Quid du transport longue distance, sachant que les projets actuels d’avion à hydrogène n’incluent pas encore des long-courriers ?
Sur ce point, il faut vraiment questionner la pertinence de voyager loin, ou du moins à intervalle régulier ou pour des périodes très courtes, et probablement s’employer à privilégier des destinations moins lointaines. Mais comme on le voit aujourd’hui avec les mesures liées à la crise sanitaire, l’acceptabilité est un facteur clé dans l’adoption de mesures…
Au regard par exemple des réactions hostiles à la suppression de la ligne Orly-Bordeaux, on voit bien la difficulté d’imposer le choix du train au détriment de l’avion…

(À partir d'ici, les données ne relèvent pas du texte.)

//! Parsed bank responses.

use std::collections::HashMap;

use crate::error::{Error, Result};
use crate::message::decode_message;
use crate::request::Request;
use crate::segments::{
    GlobalReturns, MessageHeader, ReturnValue, Segment, SegmentReturns, SegmentType,
    SynchronizationResponse,
};

/// All segments of one received message, the encryption envelope already
/// unwrapped.
#[derive(Debug, Clone, PartialEq)]
pub struct Response {
    segments: Vec<Segment>,
}

impl Response {
    pub fn parse(text: &str) -> Result<Self> {
        Ok(Response {
            segments: decode_message(text)?,
        })
    }

    pub fn segments(&self) -> &[Segment] {
        &self.segments
    }

    /// First segment of `kind`.
    pub fn find_segment(&self, kind: &str) -> Result<&Segment> {
        self.segments
            .iter()
            .find(|segment| segment.kind() == kind)
            .ok_or_else(|| Error::SegmentNotFound(kind.to_string()))
    }

    /// Every segment of `kind`, in message order.
    pub fn find_segments<'a>(&'a self, kind: &'a str) -> impl Iterator<Item = &'a Segment> + 'a {
        self.segments
            .iter()
            .filter(move |segment| segment.kind() == kind)
    }

    /// Typed payload of the first segment of `T`'s kind.
    pub fn find<T: SegmentType>(&self) -> Result<&T> {
        self.find_all::<T>()
            .next()
            .ok_or_else(|| Error::SegmentNotFound(T::KIND.to_string()))
    }

    pub fn find_all<'a, T: SegmentType + 'a>(&'a self) -> impl Iterator<Item = &'a T> + 'a {
        self.segments.iter().filter_map(Segment::typed::<T>)
    }

    /// Segments answering the request segment numbered `number`.
    pub fn answers_to(&self, number: u32) -> impl Iterator<Item = &Segment> + '_ {
        self.segments
            .iter()
            .filter(move |segment| segment.reference() == Some(number))
    }

    /// Dialog id assigned in the message header.
    pub fn dialog_id(&self) -> Option<&str> {
        self.find::<MessageHeader>()
            .ok()
            .map(|header| header.dialog_id.as_str())
    }

    pub fn message_number(&self) -> Option<u32> {
        self.find::<MessageHeader>()
            .ok()
            .map(|header| header.message_number)
    }

    /// System id from `HISYN`.
    pub fn system_id(&self) -> Option<&str> {
        self.find_all::<SynchronizationResponse>()
            .find_map(|sync| sync.system_id.as_deref())
    }

    /// Highest version of `kind` present in this response.
    pub fn segment_max_version(&self, kind: &str) -> Option<u32> {
        self.find_segments(kind).map(Segment::version).max()
    }

    /// Message level values first, then segment level values.
    pub fn return_values(&self) -> impl Iterator<Item = &ReturnValue> + '_ {
        let global = self.find_all::<GlobalReturns>().flat_map(|r| r.values.iter());
        let local = self
            .find_all::<SegmentReturns>()
            .flat_map(|r| r.values.iter());
        global.chain(local)
    }

    pub fn errors(&self) -> Vec<&ReturnValue> {
        self.return_values().filter(|value| value.is_error()).collect()
    }

    pub fn warnings(&self) -> Vec<&ReturnValue> {
        self.return_values()
            .filter(|value| value.is_warning())
            .collect()
    }

    pub fn is_success(&self) -> bool {
        self.return_values().all(|value| !value.is_error())
    }

    /// Continuation token for the request segment numbered `number`.
    pub fn touchdown_for(&self, number: u32) -> Option<String> {
        self.answers_to(number)
            .filter_map(Segment::typed::<SegmentReturns>)
            .find_map(SegmentReturns::touchdown)
            .filter(|token| !token.is_empty())
            .map(str::to_string)
    }

    /// Continuation token for the first `kind` segment of `request`.
    pub fn touchdown(&self, request: &Request, kind: &str) -> Option<String> {
        request
            .segment(kind)
            .and_then(|segment| self.touchdown_for(segment.number()))
    }

    /// Continuation tokens keyed by request segment kind.
    pub fn touchdowns(&self, request: &Request) -> HashMap<String, String> {
        request
            .segments()
            .iter()
            .filter_map(|segment| {
                self.touchdown_for(segment.number())
                    .map(|token| (segment.kind().to_string(), token))
            })
            .collect()
    }
}
//! FinTS Client Library
//!
//! A client for the German FinTS 3.0 home banking protocol with PIN/TAN
//! authentication.
//!
//! # Layers
//!
//! - **wire**: escaping and tokenizing of the segment syntax
//! - **segments**: typed segments with a registry of known kinds
//! - **message**: message framing and the PIN/TAN security envelope
//! - **dialog**: the sync / init / send / end state machine
//! - **client**: account listing and paginated statement retrieval
//!
//! The network is abstracted behind [`Transport`]; statement bodies are read
//! by a [`StatementParser`], MT940 by default.
//!
//! # Examples
//!
//! ```no_run
//! use std::sync::Arc;
//! use chrono::NaiveDate;
//! use fints_client::{Client, ClientConfig, PinTan, Transport};
//!
//! # async fn run(transport: Arc<dyn Transport>) -> fints_client::Result<()> {
//! let config = ClientConfig::new("https://banking.example/fints", "12345678", "user", "PRODUCT");
//! let client = Client::new(PinTan::new(config, "1234")?, transport);
//!
//! for account in client.accounts().await? {
//!     let start = NaiveDate::from_ymd_opt(2020, 1, 1).unwrap();
//!     let end = NaiveDate::from_ymd_opt(2020, 1, 31).unwrap();
//!     for statement in client.statements(&account, start, end).await? {
//!         println!("{}: {} transactions", account, statement.transactions.len());
//!     }
//! }
//! # Ok(())
//! # }
//! ```

pub mod auth;
pub mod client;
pub mod config;
pub mod description;
pub mod dialog;
pub mod error;
pub mod message;
pub mod mt940_format;
pub mod request;
pub mod response;
pub mod segments;
pub mod transport;
pub mod types;
pub mod wire;

pub use auth::{Authenticator, Credential, Pin, PinTan};
pub use client::{fetch_pages, Client, StatementParser};
pub use config::ClientConfig;
pub use description::{
    DescriptionParser, PaymentReference, StructuredDescription, StructuredDescriptionParser,
};
pub use dialog::{Dialog, DialogState};
pub use error::{Error, Result};
pub use message::{decode_message, encode_message};
pub use mt940_format::Mt940Parser;
pub use request::Request;
pub use response::Response;
pub use segments::{Segment, SegmentBody, SegmentType};
pub use transport::{Headers, Transport};
pub use types::{Balance, BalanceType, DebitCredit, SepaAccount, Statement, Transaction};
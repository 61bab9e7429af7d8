//! Client configuration.

use serde::{Deserialize, Serialize};

use crate::error::{Error, Result};

fn default_product_version() -> String {
    env!("CARGO_PKG_VERSION").to_string()
}

/// Identity of the client towards one bank. Holds no secrets.
#[derive(Debug, Clone, PartialEq, Eq, Serialize, Deserialize)]
pub struct ClientConfig {
    /// FinTS server endpoint of the bank.
    pub url: String,

    /// Bank code (Bankleitzahl), 8 digits.
    pub blz: String,

    /// Login name issued by the bank.
    pub user_id: String,

    /// Product registration number.
    pub product_id: String,

    #[serde(default = "default_product_version")]
    pub product_version: String,

    /// Dialog language, 0 lets the bank choose.
    #[serde(default)]
    pub language: u32,
}

impl ClientConfig {
    pub fn new(
        url: impl Into<String>,
        blz: impl Into<String>,
        user_id: impl Into<String>,
        product_id: impl Into<String>,
    ) -> Self {
        ClientConfig {
            url: url.into(),
            blz: blz.into(),
            user_id: user_id.into(),
            product_id: product_id.into(),
            product_version: default_product_version(),
            language: 0,
        }
    }

    pub fn validate(&self) -> Result<()> {
        if self.url.is_empty() {
            return Err(Error::Config("server url is empty".into()));
        }
        if self.blz.len() != 8 || !self.blz.bytes().all(|b| b.is_ascii_digit()) {
            return Err(Error::Config(format!(
                "bank code must have 8 digits, got {:?}",
                self.blz
            )));
        }
        if self.user_id.is_empty() {
            return Err(Error::Config("user id is empty".into()));
        }
        if self.product_id.is_empty() {
            return Err(Error::Config("product id is empty".into()));
        }
        Ok(())
    }
}
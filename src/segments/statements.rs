//! Account statement segments: `HKKAZ` request and `HIKAZ` response.

use chrono::NaiveDate;

use super::accounts::{international_account, national_account};
use super::elements as el;
use super::{Fields, SegmentType};
use crate::error::{Error, Result};
use crate::types::SepaAccount;
use crate::wire::DataGroup;

/// `HKKAZ`: booked transactions of one account in a date range.
#[derive(Debug, Clone, PartialEq, Eq)]
pub struct StatementRequest {
    pub account: SepaAccount,
    pub all_accounts: bool,
    pub start_date: Option<NaiveDate>,
    pub end_date: Option<NaiveDate>,
    pub max_entries: Option<u32>,
    /// Continuation token of the previous page.
    pub touchdown: Option<String>,
}

impl StatementRequest {
    pub fn new(account: SepaAccount, start_date: NaiveDate, end_date: NaiveDate) -> Self {
        StatementRequest {
            account,
            all_accounts: false,
            start_date: Some(start_date),
            end_date: Some(end_date),
            max_entries: None,
            touchdown: None,
        }
    }

    pub fn with_touchdown(mut self, touchdown: Option<String>) -> Self {
        self.touchdown = touchdown;
        self
    }
}

impl SegmentType for StatementRequest {
    const KIND: &'static str = "HKKAZ";
    const VERSION: u32 = 7;
    const VERSIONS: &'static [u32] = &[5, 6, 7];
    const ENCODES: bool = true;

    fn encode(&self, version: u32) -> Result<Vec<DataGroup>> {
        let account = if version >= 7 {
            if self.account.iban.is_empty() {
                return Err(Error::missing_field(Self::KIND, "IBAN"));
            }
            international_account(&self.account)
        } else {
            if self.account.account_number.is_empty() {
                return Err(Error::missing_field(Self::KIND, "account number"));
            }
            national_account(&self.account)
        };

        Ok(vec![
            account,
            vec![el::flag(self.all_accounts)],
            vec![el::optional_date(self.start_date)],
            vec![el::optional_date(self.end_date)],
            vec![self.max_entries.map_or_else(el::empty, el::number)],
            vec![el::optional(self.touchdown.as_ref())],
        ])
    }
}

/// `HIKAZ`: MT940 bodies of one page.
#[derive(Debug, Clone, PartialEq, Eq)]
pub struct StatementResponse {
    pub booked: String,
    /// Not yet booked transactions (MT942), when the bank sends them.
    pub pending: Option<String>,
}

impl SegmentType for StatementResponse {
    const KIND: &'static str = "HIKAZ";
    const VERSION: u32 = 7;
    const VERSIONS: &'static [u32] = &[5, 6, 7];
    const DECODES: bool = true;

    fn decode(fields: &Fields<'_>, _version: u32) -> Result<Self> {
        Ok(StatementResponse {
            booked: fields.text(0, 0).to_string(),
            pending: fields.optional(1, 0),
        })
    }
}

#[cfg(test)]
mod tests {
    use super::*;
    use crate::segments::{decode_segment, encode_segment, Segment};
    use pretty_assertions::assert_eq;

    fn account() -> SepaAccount {
        SepaAccount {
            is_sepa: true,
            iban: "DE02100200300000123456".into(),
            bic: "BANKDEFFXXX".into(),
            account_number: "123456".into(),
            sub_account: None,
            country_code: "280".into(),
            blz: "10020030".into(),
        }
    }

    fn january() -> StatementRequest {
        StatementRequest::new(
            account(),
            NaiveDate::from_ymd_opt(2020, 1, 1).unwrap(),
            NaiveDate::from_ymd_opt(2020, 1, 31).unwrap(),
        )
    }

    #[test]
    fn test_request_international_account() {
        let segment = Segment::from(january());
        assert_eq!(
            encode_segment(&segment, 3).unwrap(),
            "HKKAZ:3:7+DE02100200300000123456:BANKDEFFXXX:123456::280:10020030+N+20200101+20200131'"
        );
    }

    #[test]
    fn test_request_national_account_with_touchdown() {
        let request = january().with_touchdown(Some("5+2:x".into()));
        let segment = Segment::from(request).with_version(5);
        assert_eq!(
            encode_segment(&segment, 4).unwrap(),
            "HKKAZ:4:5+123456::280:10020030+N+20200101+20200131++5?+2?:x'"
        );
    }

    #[test]
    fn test_request_requires_iban_for_version_7() {
        let mut request = january();
        request.account.iban.clear();
        assert!(matches!(
            encode_segment(&Segment::from(request), 3),
            Err(Error::MissingField { ref field, .. }) if field == "IBAN"
        ));
    }

    #[test]
    fn test_response_binary_bodies() {
        let segment = decode_segment("HIKAZ:4:7:3+@12@:20:STARTUMS+@4@:20:'").unwrap();
        let response = segment.typed::<StatementResponse>().unwrap();
        assert_eq!(response.booked, ":20:STARTUMS");
        assert_eq!(response.pending.as_deref(), Some(":20:"));
    }
}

Il y a en effet un grand décalage entre ce qu’il faut faire pour tenir les objectifs de réduction de CO2, et ce qu’on est capable de mettre en place aujourd’hui. Sur ce point, le Haut Conseil pour le Climat a d’ailleurs souligné les dissonances entre les ambitions climatiques que l’on se fixe et les politiques réellement mise en place. Le report de l’avion vers le train, quand la durée du trajet est pertinente, est pourtant la mesure la plus simple et la moins contraignante. Il s’agit juste de changer de mode de transport ! Sur des destinations plus lointaines, les décisions seront autrement plus engageantes.
Vous estimez pourtant que le report de l’avion vers le train ne peut être qu’une mesure parmi d’autres…
Le report au profit de trajets en train jusqu’à 4h30 diminuerait les émissions de CO2 du transport aérien français de 5%, ce qui est important mais reste encore insuffisant. Soutenir le train ne suffit pas, il faut aussi mettre en place d’autres contraintes sur l’avion. L’une d’elle peut être la hausse de l’écocontribution dont le revenu est faible, surtout quand on le rapporte au montant de l’exonération fiscale du kérosène. L’écocontribution actuelle est indolore et n’a pas un impact suffisant pour inciter à ne plus prendre l’avion. Mais il faut bien reconnaitre qu’une taxe au niveau européen serait plus juste, si elle n’était pas si difficile à mettre en place, elle permettait en effet d’éviter toute distorsion de concurrence.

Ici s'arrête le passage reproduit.